◆ YOUR INSTRUCTIONS ◆
Where a line of the listing below includes the word "contact", reproduce that line.

+++ DATASET ENTRIES

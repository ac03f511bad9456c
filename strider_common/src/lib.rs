//! STRIDER Common Library
//!
//! Shared types and definitions for the STRIDER biped workspace:
//! the per-tick sensor/actuator blackboard, pushbutton and motor
//! bitmasks, TOML configuration with validation, error types, and the
//! versioned telemetry snapshot format consumed by the remote console
//! and trajectory recorder.
//!
//! # Module Structure
//!
//! - [`consts`] - System-wide constants
//! - [`state`] - RobotState blackboard and joint/leg identifiers
//! - [`config`] - Configuration structs and validation
//! - [`error`] - Error types
//! - [`telemetry`] - Versioned state snapshot codec

pub mod config;
pub mod consts;
pub mod error;
pub mod state;
pub mod telemetry;
impl<S: SensorSource, A: ActuatorSink, T: TelemetrySink> CycleRunner<S, A, T> {
    pub fn new(cfg: CoreConfig, sensors: S, actuators: A, telemetry: T) -> Self {
        let mut state = RobotState::default();
        state.dt = cfg.dt();
        for foot in state.foot.iter_mut() {
            for sw in [&mut foot.back, &mut foot.front] {
                sw.threshold = cfg.contact.threshold;
                sw.set_count = cfg.contact.set_count;
                sw.clear_count = cfg.contact.clear_count;
            }
        }
        let joints = Joints::new(&cfg.sea);
        let controller = gait::build(&cfg);
        let cycle_time_ns = cfg.cycle_time_us as i64 * 1000;
        info!(
            controller = controller.name(),
            cycle_time_us = cfg.cycle_time_us,
            "cycle runner ready"
        );
        Self {
            cfg,
            sensors,
            actuators,
            telemetry,
            state,
            joints,
            controller,
            log: TransitionLog::default(),
            stats: CycleStats::new(),
            tick: 0,
            cycle_time_ns,
            shutdown: Arc::new(AtomicBool::new(false)),
        }
    }

    /// Flag that requests a clean shutdown at the next tick boundary.
    pub fn shutdown_handle(&self) -> Arc<AtomicBool> {
        Arc::clone(&self.shutdown)
    }

    pub fn stats(&self) -> &CycleStats {
        &self.stats
    }

    pub fn state(&self) -> &RobotState {
        &self.state
    }

    pub fn controller(&self) -> &dyn GaitController {
        &*self.controller
    }

    /// Run ticks until the shutdown flag is raised, then run the
    /// crash path once and write a final zero-torque frame.
    pub fn run(&mut self) -> Result<(), CycleError> {
        #[cfg(feature = "rt")]
        {
            self.run_rt_loop()
        }
        #[cfg(not(feature = "rt"))]
        {
            self.run_sim_loop()
        }
    }

    /// Absolute-time paced loop on CLOCK_MONOTONIC, drift-free.
    #[cfg(feature = "rt")]
    fn run_rt_loop(&mut self) -> Result<(), CycleError> {
        use nix::time::{ClockId, ClockNanosleepFlags, clock_gettime, clock_nanosleep};

        let clock = ClockId::CLOCK_MONOTONIC;
        let mut next_wake = clock_gettime(clock)
            .map_err(|e| CycleError::RtSetup(format!("clock_gettime: {e}")))?;

        loop {
            if self.shutdown.load(Ordering::Relaxed) {
                return self.shutdown_tick();
            }

            next_wake = timespec_add_ns(next_wake, self.cycle_time_ns);
            self.step()?;
            let _ = clock_nanosleep(clock, ClockNanosleepFlags::TIMER_ABSTIME, &next_wake);
        }
    }

    /// Approximate pacing with `std::thread::sleep`.
    #[cfg(not(feature = "rt"))]
    fn run_sim_loop(&mut self) -> Result<(), CycleError> {
        let budget = std::time::Duration::from_nanos(self.cycle_time_ns as u64);

        loop {
            if self.shutdown.load(Ordering::Relaxed) {
                return self.shutdown_tick();
            }

            let start = Instant::now();
            self.step()?;
            if let Some(remaining) = budget.checked_sub(start.elapsed()) {
                std::thread::sleep(remaining);
            }
        }
    }

    /// Execute one tick of the seven-step cycle body.
    pub fn step(&mut self) -> Result<(), CycleError> {
        let start = Instant::now();

        // 1. Sensors.
        self.sensors.read_into(&mut self.state)?;
        let sensor_ns = start.elapsed().as_nanos() as i64;

        // 2. Conditioning: analog clamp, then debounce.
        self.condition_sensors();

        // 3-4. Gait update, then the joint laws. The gait layer may
        // write torques directly; laws in the off mode leave those
        // untouched.
        self.state.zero_torques();
        self.controller
            .tick(&mut self.state, &mut self.joints, &mut self.log);
        self.joints.apply(&mut self.state);

        // 5. Safety gates.
        let clamped = safety::clamp_torques(&mut self.state, &self.cfg.limits);
        if clamped > 0 {
            debug!(clamped, tick = self.tick, "torque commands saturated");
        }
        safety::apply_power_mask(&mut self.state);

        // 6. Actuators.
        self.actuators.write_from(&self.state)?;

        // 7. Throttled telemetry.
        self.tick += 1;
        if self.tick % self.cfg.telemetry_interval as u64 == 0 {
            let busy_ns = start.elapsed().as_nanos() as i64;
            let timing = TickTiming {
                sensor_us: (sensor_ns / 1000) as u32,
                total_us: (busy_ns / 1000) as u32,
                overruns: self.stats.overruns,
            };
            let controller = self.controller_snapshot();
            let snapshot = Snapshot::capture(self.tick, &self.state, controller, timing);
            self.telemetry.publish(&snapshot);
        }

        let busy_ns = start.elapsed().as_nanos() as i64;
        self.stats.record(busy_ns);
        if busy_ns > self.cycle_time_ns {
            self.stats.overruns += 1;
            warn!(
                busy_ns,
                budget_ns = self.cycle_time_ns,
                tick = self.tick,
                "cycle overrun"
            );
        }

        self.state.t += self.state.dt;
        Ok(())
    }

    /// Final tick on shutdown: force the crash path, gate, write.
    fn shutdown_tick(&mut self) -> Result<(), CycleError> {
        info!(tick = self.tick, "shutdown requested, disabling motors");
        self.controller
            .force_crash(&mut self.state, &mut self.joints, &mut self.log);
        safety::apply_power_mask(&mut self.state);
        self.actuators.write_from(&self.state)?;
        Ok(())
    }

    /// Clamp analog channels into the converter range, then debounce
    /// the foot switches.
    fn condition_sensors(&mut self) {
        let s = &mut self.state;
        let mut clamped = 0usize;
        let mut clamp = |v: &mut f64| {
            let bounded = v.clamp(ANALOG_MIN, ANALOG_MAX);
            if bounded != *v {
                *v = bounded;
                clamped += 1;
            }
        };

        for foot in s.foot.iter_mut() {
            clamp(&mut foot.back.input);
            clamp(&mut foot.front.input);
        }
        clamp(&mut s.battery.motor_unswitched);
        clamp(&mut s.battery.motor_switched);
        clamp(&mut s.battery.computer_unswitched);
        clamp(&mut s.battery.computer_switched);

        if clamped > 0 {
            warn!(clamped, tick = self.tick, "analog readings out of range");
        }

        contact::debounce_all(s);
    }

    fn controller_snapshot(&mut self) -> ControllerSnapshot {
        ControllerSnapshot {
            state_id: self.controller.state_id(),
            elapsed: self.controller.state_elapsed(self.state.t),
            stance_leg: self.controller.stance_leg().index() as u8,
            transitions: self.log.drain(),
        }
    }
}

++++++

◆ ANSWER TO THE EXERCISE ◆
                sw.threshold = cfg.contact.threshold;
                sw.set_count = cfg.contact.set_count;
                sw.clear_count = cfg.contact.clear_count;
        contact::debounce_all(s);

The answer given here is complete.